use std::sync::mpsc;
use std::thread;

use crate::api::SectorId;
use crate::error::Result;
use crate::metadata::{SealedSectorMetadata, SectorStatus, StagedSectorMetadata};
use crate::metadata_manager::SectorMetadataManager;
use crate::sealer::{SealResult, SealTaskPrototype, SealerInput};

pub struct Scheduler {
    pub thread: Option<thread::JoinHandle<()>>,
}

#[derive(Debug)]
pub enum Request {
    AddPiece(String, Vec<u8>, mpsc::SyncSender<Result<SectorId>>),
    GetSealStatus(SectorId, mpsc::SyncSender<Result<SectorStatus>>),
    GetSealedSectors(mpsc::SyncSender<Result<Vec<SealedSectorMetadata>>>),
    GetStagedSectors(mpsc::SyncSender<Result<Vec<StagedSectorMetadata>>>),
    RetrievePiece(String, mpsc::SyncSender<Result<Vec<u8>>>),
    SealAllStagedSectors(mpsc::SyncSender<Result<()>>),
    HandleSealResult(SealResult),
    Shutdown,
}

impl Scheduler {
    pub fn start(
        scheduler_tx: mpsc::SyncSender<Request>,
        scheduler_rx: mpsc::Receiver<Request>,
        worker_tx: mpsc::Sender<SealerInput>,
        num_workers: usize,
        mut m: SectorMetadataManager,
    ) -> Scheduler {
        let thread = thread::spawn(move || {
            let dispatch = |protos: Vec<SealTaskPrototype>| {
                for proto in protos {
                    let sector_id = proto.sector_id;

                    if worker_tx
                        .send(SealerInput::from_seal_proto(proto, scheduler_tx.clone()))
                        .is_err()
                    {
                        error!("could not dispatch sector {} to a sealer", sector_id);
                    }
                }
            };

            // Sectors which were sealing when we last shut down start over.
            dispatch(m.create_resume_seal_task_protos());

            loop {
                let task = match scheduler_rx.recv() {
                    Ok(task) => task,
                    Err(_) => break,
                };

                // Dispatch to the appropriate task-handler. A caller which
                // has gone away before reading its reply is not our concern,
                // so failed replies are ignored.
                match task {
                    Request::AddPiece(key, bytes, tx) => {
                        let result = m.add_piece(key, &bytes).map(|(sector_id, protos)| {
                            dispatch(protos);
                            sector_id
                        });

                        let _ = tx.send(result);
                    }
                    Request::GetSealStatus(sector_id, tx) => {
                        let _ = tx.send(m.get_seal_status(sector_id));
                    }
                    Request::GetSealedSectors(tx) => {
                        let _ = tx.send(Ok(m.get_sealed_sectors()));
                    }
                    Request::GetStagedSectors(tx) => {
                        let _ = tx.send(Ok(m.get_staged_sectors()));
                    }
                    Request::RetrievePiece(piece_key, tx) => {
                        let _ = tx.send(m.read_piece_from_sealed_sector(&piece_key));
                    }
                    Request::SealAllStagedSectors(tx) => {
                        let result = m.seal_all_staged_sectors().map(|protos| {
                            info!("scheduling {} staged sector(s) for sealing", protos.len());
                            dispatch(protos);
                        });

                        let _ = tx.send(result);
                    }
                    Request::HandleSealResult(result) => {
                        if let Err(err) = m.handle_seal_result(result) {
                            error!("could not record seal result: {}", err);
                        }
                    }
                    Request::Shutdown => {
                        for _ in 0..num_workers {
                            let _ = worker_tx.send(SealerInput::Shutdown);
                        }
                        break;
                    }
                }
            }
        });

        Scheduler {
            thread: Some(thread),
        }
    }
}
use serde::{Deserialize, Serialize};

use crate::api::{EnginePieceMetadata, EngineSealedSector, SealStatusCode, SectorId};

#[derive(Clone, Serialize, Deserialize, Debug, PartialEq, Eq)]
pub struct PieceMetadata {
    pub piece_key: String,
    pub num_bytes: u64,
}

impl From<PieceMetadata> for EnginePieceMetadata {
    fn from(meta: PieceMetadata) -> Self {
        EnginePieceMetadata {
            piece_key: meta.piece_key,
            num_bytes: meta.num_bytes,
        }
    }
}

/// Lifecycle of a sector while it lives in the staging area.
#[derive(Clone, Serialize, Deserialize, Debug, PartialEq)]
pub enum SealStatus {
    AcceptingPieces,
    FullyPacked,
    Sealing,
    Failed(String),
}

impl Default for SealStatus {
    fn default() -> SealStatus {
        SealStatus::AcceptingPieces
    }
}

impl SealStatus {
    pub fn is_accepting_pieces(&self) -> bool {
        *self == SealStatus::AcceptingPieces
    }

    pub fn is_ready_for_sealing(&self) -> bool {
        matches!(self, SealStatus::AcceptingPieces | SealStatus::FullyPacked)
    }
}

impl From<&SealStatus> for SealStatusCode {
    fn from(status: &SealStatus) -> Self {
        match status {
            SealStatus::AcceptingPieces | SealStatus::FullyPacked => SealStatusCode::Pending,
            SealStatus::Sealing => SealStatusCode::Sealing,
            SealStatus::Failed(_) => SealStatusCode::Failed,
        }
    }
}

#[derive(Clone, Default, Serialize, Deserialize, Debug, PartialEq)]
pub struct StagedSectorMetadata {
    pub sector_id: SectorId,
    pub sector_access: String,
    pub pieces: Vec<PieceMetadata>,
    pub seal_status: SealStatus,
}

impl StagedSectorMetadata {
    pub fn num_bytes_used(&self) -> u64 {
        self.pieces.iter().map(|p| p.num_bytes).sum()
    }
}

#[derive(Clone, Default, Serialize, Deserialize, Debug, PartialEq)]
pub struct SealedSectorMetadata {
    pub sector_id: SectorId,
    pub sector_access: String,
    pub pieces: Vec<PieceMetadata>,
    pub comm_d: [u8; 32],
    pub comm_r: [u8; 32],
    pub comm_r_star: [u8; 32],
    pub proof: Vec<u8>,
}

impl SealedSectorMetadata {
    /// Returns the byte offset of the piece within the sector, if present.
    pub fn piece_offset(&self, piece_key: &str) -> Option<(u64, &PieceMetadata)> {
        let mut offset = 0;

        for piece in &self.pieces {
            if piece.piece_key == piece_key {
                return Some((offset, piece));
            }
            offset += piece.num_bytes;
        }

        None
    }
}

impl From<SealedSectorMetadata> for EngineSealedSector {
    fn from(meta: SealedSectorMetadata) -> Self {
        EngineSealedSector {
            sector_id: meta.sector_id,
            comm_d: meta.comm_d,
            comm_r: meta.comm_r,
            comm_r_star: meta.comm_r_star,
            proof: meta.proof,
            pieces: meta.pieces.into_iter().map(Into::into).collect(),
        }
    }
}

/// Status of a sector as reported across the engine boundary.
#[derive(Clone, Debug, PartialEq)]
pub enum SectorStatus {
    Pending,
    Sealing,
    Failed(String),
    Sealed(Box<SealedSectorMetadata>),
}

● About this exercise
Please report every line among the entries that includes "EnginePieceMetadata".

● Completed task
use crate::api::{EnginePieceMetadata, EngineSealedSector, SealStatusCode, SectorId};
impl From<PieceMetadata> for EnginePieceMetadata {
        EnginePieceMetadata {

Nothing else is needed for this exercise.